Parfois la misère saute à la gueule.
Parfois la misère flotte, les enfants pirates mendient sur l’eau dans la lumière dorée du soleil couchant, le village flotte… Chemin doré puis rose, la voie du ciel sur l’eau, scintillements d’or les enfants pirates mendient sur la voie rose du ciel, la lumière flotte.
Parfois la misère colle, c’est la sensation dégoûtante de la chair froide contre ma peau, je me retourne ce sont les deux moignons de bras de celui corps mutilé par une mine. Cette chair est dure. Cette chair est terriblement dure.
Grisée de km et de mouvements et de solitude non appartenance je pense un instant à l’amant martial… sa passion pour le Viêt-nam… L’absurdité de ce grand corps musculeux et blanc au milieu des petits êtres foncés par le soleil… Ils partagent pourtant certaine dureté. L’amant martial s’enfonce dans les eaux. La solitude flotte.

Et puis c’est la nuit.
Je bois une bière. J’ai la compagnie blonde d’un canadien mignon mais que je n’embrasse pas, je sais pas pourquoi, j’ai un vague désir de lui, sa blondeur. Nous nous embrassons très tendrement les joues.
Et puis c’est la nuit
(seule)
(faire l’amour en prisonnière)
terrible contre laquelle on se débat. Cris de coqs sans écho, animal qu’on torture, cris d’une machine, du fer, bain de sang, je sauve quelqu’un qui ne m’est pas reconnaissant.
Au matin peut-être devrais-je me marier avec le blond canadien car mon bonheur est ailleurs de moi.
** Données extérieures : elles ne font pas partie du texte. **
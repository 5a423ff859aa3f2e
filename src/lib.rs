pub mod driver;
pub mod error;
pub mod parser;
pub mod report;
pub mod runner;
pub mod utils;

// Re-export common items
pub use error::{EngineError, EngineResult};
pub use parser::load_suite;
pub use report::generate_report;
pub use runner::{execute_suite, run_tests};
pub use utils::EngineConfig;
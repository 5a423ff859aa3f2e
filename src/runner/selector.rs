//! Ordered multi-selector fallback.

use std::future::Future;

use crate::error::{EngineError, EngineResult};
use crate::parser::types::SelectorSet;

/// One candidate tried by [`resolve`]
#[derive(Debug, Clone, PartialEq, Eq)]
pub struct SelectorAttempt {
    pub selector: String,
    /// `None` on success, the failure message otherwise
    pub error: Option<String>,
}

impl SelectorAttempt {
    pub fn succeeded(&self) -> bool {
        self.error.is_none()
    }
}

/// Attempts made while resolving one step, in order
#[derive(Debug, Clone, Default, PartialEq, Eq)]
pub struct SelectorTrace {
    pub attempts: Vec<SelectorAttempt>,
}

impl SelectorTrace {
    pub fn attempted(&self) -> Vec<&str> {
        self.attempts.iter().map(|a| a.selector.as_str()).collect()
    }

    /// The selector that worked, if any
    pub fn winner(&self) -> Option<&str> {
        self.attempts
            .iter()
            .find(|a| a.succeeded())
            .map(|a| a.selector.as_str())
    }

    /// Console lines describing each attempt
    pub fn lines(&self) -> Vec<String> {
        self.attempts
            .iter()
            .map(|a| match a.error {
                None => format!("✓ selector worked: '{}'", a.selector),
                Some(ref e) => format!("✗ selector failed: '{}' - {}", a.selector, e),
            })
            .collect()
    }
}

/// Run `op` against each candidate of `selectors` in order and return the
/// first success together with the selector that produced it.
///
/// Fails with `Validation` before calling `op` when the set has no usable
/// candidate, and with `SelectorResolution` wrapping the last candidate's
/// error when every candidate fails. Candidates are neither retried nor
/// deduplicated.
pub async fn resolve<'s, T, F, Fut>(
    selectors: &'s SelectorSet,
    trace: &mut SelectorTrace,
    mut op: F,
) -> EngineResult<(&'s str, T)>
where
    F: FnMut(&'s str) -> Fut,
    Fut: Future<Output = EngineResult<T>>,
{
    if selectors.is_empty() {
        return Err(EngineError::Validation(
            "No valid selectors provided".to_string(),
        ));
    }

    let mut attempted = 0;
    let mut last_error = None;

    for selector in selectors.candidates() {
        attempted += 1;
        log::debug!("Trying selector '{}'", selector);

        match op(selector).await {
            Ok(value) => {
                log::debug!("Selector worked: '{}'", selector);
                trace.attempts.push(SelectorAttempt {
                    selector: selector.to_string(),
                    error: None,
                });
                return Ok((selector, value));
            }
            Err(e) => {
                log::debug!("Selector failed: '{}' - {}", selector, e);
                trace.attempts.push(SelectorAttempt {
                    selector: selector.to_string(),
                    error: Some(e.to_string()),
                });
                last_error = Some(e);
            }
        }
    }

    let source = last_error
        .unwrap_or_else(|| EngineError::Validation("No valid selectors provided".to_string()));
    Err(EngineError::SelectorResolution {
        attempted,
        source: Box::new(source),
    })
}
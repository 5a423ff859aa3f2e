pub mod loader;
pub mod normalize;
pub mod types;

pub use loader::load_suite;
pub use types::{Action, SelectorSet, Step, TestCase, TestSuite};
use std::path::PathBuf;

/// Web browser type
#[derive(Debug, Clone, Copy, Default, PartialEq, Eq)]
pub enum BrowserType {
    #[default]
    Chromium,
    Firefox,
    Webkit,
}

impl BrowserType {
    pub fn parse(name: &str) -> Option<Self> {
        match name.to_lowercase().as_str() {
            "chromium" | "chrome" => Some(BrowserType::Chromium),
            "firefox" => Some(BrowserType::Firefox),
            "webkit" | "safari" => Some(BrowserType::Webkit),
            _ => None,
        }
    }
}

/// Execution engine configuration
#[derive(Debug, Clone)]
pub struct EngineConfig {
    /// Run the browser without a window
    pub headless: bool,

    /// Per-operation timeout for navigation and element waits (ms)
    pub timeout_ms: u64,

    /// Extra attempts allowed after the first failed one
    pub retries: u32,

    /// Base URL used to normalize relative navigation targets
    pub base_url: Option<String>,

    /// Directory for reports and screenshots
    pub output_dir: PathBuf,

    /// How long a submit-like click waits for navigation (ms)
    pub navigation_timeout_ms: u64,

    /// Pause after a submit-like click, whether or not it navigated (ms)
    pub post_submit_settle_ms: u64,

    pub browser: BrowserType,
    pub viewport_width: u32,
    pub viewport_height: u32,
}

impl Default for EngineConfig {
    fn default() -> Self {
        Self {
            headless: false,
            timeout_ms: 5000,
            retries: 2,
            base_url: None,
            output_dir: PathBuf::from("."),
            navigation_timeout_ms: 5000,
            post_submit_settle_ms: 2000,
            browser: BrowserType::Chromium,
            viewport_width: 1280,
            viewport_height: 720,
        }
    }
}

impl EngineConfig {
    /// Defaults overridden by `LUMI_*` environment variables
    pub fn from_env() -> Self {
        Self::from_lookup(|key| std::env::var(key).ok())
    }

    fn from_lookup(lookup: impl Fn(&str) -> Option<String>) -> Self {
        let mut config = Self::default();

        if let Some(v) = lookup("LUMI_HEADLESS") {
            config.headless = v == "true" || v == "1";
        }
        if let Some(v) = lookup("LUMI_TIMEOUT_MS").and_then(|v| v.parse().ok()) {
            config.timeout_ms = v;
        }
        if let Some(v) = lookup("LUMI_RETRIES").and_then(|v| v.parse().ok()) {
            config.retries = v;
        }
        if let Some(v) = lookup("LUMI_BASE_URL").filter(|v| !v.is_empty()) {
            config.base_url = Some(v);
        }
        if let Some(v) = lookup("LUMI_OUTPUT_DIR").filter(|v| !v.is_empty()) {
            config.output_dir = PathBuf::from(v);
        }

        config
    }

    /// Total attempts a test may take
    pub fn max_attempts(&self) -> u32 {
        self.retries + 1
    }
}
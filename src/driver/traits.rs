use crate::error::EngineResult;
use async_trait::async_trait;
use std::path::Path;

/// A running browser shared by every test of a suite run.
#[async_trait]
pub trait BrowserRuntime: Send + Sync {
    /// Open a fresh, isolated page. Failure here means the runtime itself is
    /// unusable and is reported as `EngineError::Fatal`.
    async fn new_page(&self) -> EngineResult<Box<dyn BrowserPage>>;

    /// Shut the browser down
    async fn close(&self) -> EngineResult<()>;
}

/// One page, owned by a single test attempt.
///
/// Selector arguments are opaque locator strings (CSS-like or XPath-like)
/// passed through to the browser unchanged.
#[async_trait]
pub trait BrowserPage: Send + Sync {
    /// Load `url` and wait for the load signal
    async fn goto(&self, url: &str) -> EngineResult<()>;

    async fn click(&self, selector: &str) -> EngineResult<()>;

    /// Replace the value of an input
    async fn fill(&self, selector: &str, value: &str) -> EngineResult<()>;

    /// Wait until the element is attached and visible
    async fn wait_for_visible(&self, selector: &str) -> EngineResult<()>;

    /// Text content of the element, waiting for it to be attached.
    /// Hidden elements are read as well.
    async fn text_content(&self, selector: &str) -> EngineResult<String>;

    /// Immediate visibility check, `false` when the element does not exist
    async fn is_visible(&self, selector: &str) -> EngineResult<bool>;

    /// Current page URL
    async fn url(&self) -> EngineResult<String>;

    /// Wait until the page navigates away from `from_url`.
    /// Returns `EngineError::Timeout` if nothing happens within `timeout_ms`.
    async fn wait_for_navigation(&self, from_url: &str, timeout_ms: u64) -> EngineResult<()>;

    /// Fixed-duration pause
    async fn pause(&self, duration_ms: u64);

    async fn screenshot(&self, path: &Path) -> EngineResult<()>;

    async fn close(&self) -> EngineResult<()>;
}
Je devrais parler des temples du temps des temples du non temps des temples de leur silence parfois qui me ferme les yeux et je m’évanouis dans le temps oh… je ne dors pas mais pèse le temps dans sa consistance et sa légèreté si douce Moments brûlants sur la pierre où j’essaye de ne faire des temps qu’un seul moment de l’univers où je suis, là, moi, justement, maintenant… Rythme lent, presque non mu, qui bat en profondeur et loin en soi sons cambodgiens aigus et lancinants qui grincent agacent et apaisent en même temps l’esprit et le cœur.

Et au sortir de chaque temple il y a la misère qui crie
(LADY LADY
HELLO LADY
HELLO LADY
D YOU WANNA DRINK
D YOU WANNA EAT
D YOU WANNA BUY SOMETING
D YOU WANNA BUY
SOMETING
LADY)

Les cris des femmes Chœur de femmes presque bacchantes quand la nuit va tomber hystérique, HELLO HELLO angoisse LADY angoisse des derniers instants HELLO LADY du jours HELLO un passage à travers les cris.

Ce sont les cris des femmes qui me poursuivent la nuit. La douleur des Khmers est silencieuse pourtant.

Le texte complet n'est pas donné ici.